LMS was an art dealer in New York when the avant-garde painters were selling canvases for crazy money and poets such as Frank O’Hara were emerging, with bitterness and wit and not enough money.

LMS married for the third and last time in New York. The entry for June 1957 has him meeting with his psychiatrist Byrne and he asked:

what persuasion he was – Freudian, Jungian, Reichian, whatever. None of the above, he said. I’m basically a good old-fashioned S&M man. S&M? Sex and Money. He explained: in his experience, if you were not clinically ill – like a schizophrenic or a manic depressive – then 99 per cent of his patients’ neuroses were generated by either sex or money, or both.

LMS proves the case in point, fleeing New York for his London flat after having sex with, ‘Monday,’  a sixteen or seventeen-year-old minor who passed herself off as being his dead son’s grieving girlfriend and aged 19 or 20, one of which proved to be true enough for a statutory rape charge.  

LMS saw man walking on the moon, he poetically stepped outside to look rather than watching it on television and got involved as reporter in the Biafran War.

And surreally he found himself involved and carrying sticks of dynamite in a suitcase filled with old clothes for the Baader-Meinhoff gang. These are the bits of the book I remembered, finally.

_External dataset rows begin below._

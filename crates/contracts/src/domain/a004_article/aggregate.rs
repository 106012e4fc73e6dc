use crate::domain::common::validation::{check_max_len, check_quantity};
use crate::domain::common::{int_flag, CatalogEntity, CodeRule};
use crate::domain::{a001_department::Department, a002_class::Class, a003_family::Family};
use chrono::NaiveDate;
use serde::{Deserialize, Serialize};

pub const MAX_ARTICLE_NAME_LEN: usize = 15;
pub const MAX_BRAND_LEN: usize = 15;
pub const MAX_MODEL_LEN: usize = 20;

pub const QUANTITY_EXCEEDS_STOCK: &str = "quantity cannot exceed stock";

/// Дата-заглушка `fecha_baja` для действующих артикулов
pub fn not_discontinued_date() -> NaiveDate {
    NaiveDate::from_ymd_opt(1900, 1, 1).unwrap_or(NaiveDate::MIN)
}

// ============================================================================
// Aggregate Root
// ============================================================================

/// Артикул каталога
#[derive(Debug, Clone, PartialEq, Eq, Serialize, Deserialize)]
pub struct Article {
    pub sku: String,

    #[serde(rename = "articulo")]
    pub name: String,

    #[serde(rename = "marca")]
    pub brand: String,

    #[serde(rename = "modelo")]
    pub model: String,

    #[serde(rename = "departamento_numero")]
    pub department_code: String,

    #[serde(rename = "clase_numero")]
    pub class_code: String,

    #[serde(rename = "familia_numero")]
    pub family_code: String,

    /// Дата создания, не меняется
    #[serde(rename = "fecha_alta")]
    pub created_on: NaiveDate,

    pub stock: i64,

    #[serde(rename = "cantidad")]
    pub quantity: i64,

    #[serde(rename = "descontinuado", with = "int_flag")]
    pub discontinued: bool,

    /// Дата снятия с продажи; заглушка пока `discontinued == false`
    #[serde(rename = "fecha_baja")]
    pub discontinued_on: NaiveDate,
}

impl Article {
    /// Создать новый артикул для вставки в БД
    pub fn new_for_insert(dto: ArticleCreateDto, today: NaiveDate) -> Self {
        Self {
            sku: dto.sku,
            name: dto.name,
            brand: dto.brand,
            model: dto.model,
            department_code: dto.department_code,
            class_code: dto.class_code,
            family_code: dto.family_code,
            created_on: today,
            stock: dto.stock,
            quantity: dto.quantity,
            discontinued: false,
            discontinued_on: not_discontinued_date(),
        }
    }

    /// Тройка классификации (департамент, класс, семейство)
    pub fn classification(&self) -> (&str, &str, &str) {
        (&self.department_code, &self.class_code, &self.family_code)
    }

    /// Снять с продажи. Дата ставится только при переходе 0 -> 1.
    pub fn discontinue(&mut self, today: NaiveDate) {
        if !self.discontinued {
            self.discontinued = true;
            self.discontinued_on = today;
        }
    }

    pub fn check_quantity_within_stock(&self) -> Result<(), String> {
        if self.quantity > self.stock {
            return Err(QUANTITY_EXCEEDS_STOCK.into());
        }
        Ok(())
    }

    /// Применить частичное обновление: меняются только переданные поля
    ///
    /// При ошибке запись остается без изменений.
    pub fn apply_update(&mut self, dto: &ArticleUpdateDto, today: NaiveDate) -> Result<(), String> {
        dto.validate()?;
        let discontinue = dto
            .discontinued
            .map(|v| int_flag::from_int("descontinuado", v))
            .transpose()?;
        if self.discontinued && discontinue == Some(false) {
            return Err(format!(
                "article {} is discontinued and cannot be reactivated",
                self.sku
            ));
        }

        let mut next = self.clone();
        if let Some(v) = &dto.name {
            next.name = v.clone();
        }
        if let Some(v) = &dto.brand {
            next.brand = v.clone();
        }
        if let Some(v) = &dto.model {
            next.model = v.clone();
        }
        if let Some(v) = &dto.department_code {
            next.department_code = v.clone();
        }
        if let Some(v) = &dto.class_code {
            next.class_code = v.clone();
        }
        if let Some(v) = &dto.family_code {
            next.family_code = v.clone();
        }
        if let Some(v) = dto.stock {
            next.stock = v;
        }
        if let Some(v) = dto.quantity {
            next.quantity = v;
        }
        if discontinue == Some(true) {
            next.discontinue(today);
        }

        next.check_quantity_within_stock()?;
        *self = next;
        Ok(())
    }
}

impl CatalogEntity for Article {
    fn code(&self) -> &str {
        &self.sku
    }

    fn aggregate_index() -> &'static str {
        "a004"
    }

    fn table_name() -> &'static str {
        "articulos"
    }

    fn element_name() -> &'static str {
        "article"
    }

    fn code_rule() -> CodeRule {
        CodeRule::UpTo(6)
    }
}

// ============================================================================
// Forms / DTOs
// ============================================================================

/// DTO для создания артикула
#[derive(Debug, Clone, Serialize, Deserialize, Default)]
pub struct ArticleCreateDto {
    pub sku: String,

    #[serde(rename = "articulo")]
    pub name: String,

    #[serde(rename = "marca")]
    pub brand: String,

    #[serde(rename = "modelo")]
    pub model: String,

    #[serde(rename = "departamento_numero")]
    pub department_code: String,

    #[serde(rename = "clase_numero")]
    pub class_code: String,

    #[serde(rename = "familia_numero")]
    pub family_code: String,

    pub stock: i64,

    #[serde(rename = "cantidad")]
    pub quantity: i64,
}

impl ArticleCreateDto {
    /// Валидация данных
    pub fn validate(&self) -> Result<(), String> {
        Article::code_rule().check(Article::element_name(), &self.sku)?;
        check_max_len("articulo", &self.name, MAX_ARTICLE_NAME_LEN)?;
        check_max_len("marca", &self.brand, MAX_BRAND_LEN)?;
        check_max_len("modelo", &self.model, MAX_MODEL_LEN)?;
        Department::code_rule().check(Department::element_name(), &self.department_code)?;
        Class::code_rule().check(Class::element_name(), &self.class_code)?;
        Family::code_rule().check(Family::element_name(), &self.family_code)?;
        check_quantity("stock", self.stock)?;
        check_quantity("cantidad", self.quantity)?;
        if self.quantity > self.stock {
            return Err(QUANTITY_EXCEEDS_STOCK.into());
        }
        Ok(())
    }
}

/// DTO для частичного обновления артикула
///
/// `sku` в теле запроса игнорируется: идентификатор берется из пути.
#[derive(Debug, Clone, Serialize, Deserialize, Default)]
pub struct ArticleUpdateDto {
    #[serde(rename = "articulo", default, skip_serializing_if = "Option::is_none")]
    pub name: Option<String>,

    #[serde(rename = "marca", default, skip_serializing_if = "Option::is_none")]
    pub brand: Option<String>,

    #[serde(rename = "modelo", default, skip_serializing_if = "Option::is_none")]
    pub model: Option<String>,

    #[serde(rename = "departamento_numero", default, skip_serializing_if = "Option::is_none")]
    pub department_code: Option<String>,

    #[serde(rename = "clase_numero", default, skip_serializing_if = "Option::is_none")]
    pub class_code: Option<String>,

    #[serde(rename = "familia_numero", default, skip_serializing_if = "Option::is_none")]
    pub family_code: Option<String>,

    #[serde(default, skip_serializing_if = "Option::is_none")]
    pub stock: Option<i64>,

    #[serde(rename = "cantidad", default, skip_serializing_if = "Option::is_none")]
    pub quantity: Option<i64>,

    #[serde(rename = "descontinuado", default, skip_serializing_if = "Option::is_none")]
    pub discontinued: Option<i64>,
}

impl ArticleUpdateDto {
    /// Валидация переданных полей
    pub fn validate(&self) -> Result<(), String> {
        if let Some(v) = &self.name {
            check_max_len("articulo", v, MAX_ARTICLE_NAME_LEN)?;
        }
        if let Some(v) = &self.brand {
            check_max_len("marca", v, MAX_BRAND_LEN)?;
        }
        if let Some(v) = &self.model {
            check_max_len("modelo", v, MAX_MODEL_LEN)?;
        }
        if let Some(v) = &self.department_code {
            Department::code_rule().check(Department::element_name(), v)?;
        }
        if let Some(v) = &self.class_code {
            Class::code_rule().check(Class::element_name(), v)?;
        }
        if let Some(v) = &self.family_code {
            Family::code_rule().check(Family::element_name(), v)?;
        }
        if let Some(v) = self.stock {
            check_quantity("stock", v)?;
        }
        if let Some(v) = self.quantity {
            check_quantity("cantidad", v)?;
        }
        if let Some(v) = self.discontinued {
            int_flag::from_int("descontinuado", v)?;
        }
        Ok(())
    }

    /// Меняет ли обновление классификацию артикула
    pub fn touches_classification(&self) -> bool {
        self.department_code.is_some() || self.class_code.is_some() || self.family_code.is_some()
    }
}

The wisdom of the fictional man is on the page, a remembrance of reader to reader or writer to writer. After fleeing Britain after Thatcher is elected (foreseeing the offering up of the poor to the rich) he flees to the French countryside to squeeze in one more doomed love and offers a guide to style and life while trying to write a work of fiction, Octet. The entry between 1986-1988:

Reading Nabokov’s Ada, an intermittently brilliant but baffling book – an idee fixe on the rampage, leaving readers stunned and exhausted behind. I have to say as an admirer of style – a loaded word, but actually best thought of as a synonym for individuality – VN’s mannered artfulness, his refusal to let a sleeping word lie, becomes more and more like a nervous tic, than a natural, individual voice, however fruity and sonorous. The studied opulence, the ornament for the sake of ornament, grows wearing, and one longs for a simple, elegant discursive sentence. This is the key difference: in good prose precision must always triumph over decoration.

LMS’s journal in Any Human Heart achieves that individuality, that style and the voice is one you believe in.  As an avid reader (with a poor memory) William Boyd is indeed a great artist. Let’s not forget that there is nothing baffling about this book but its brilliance.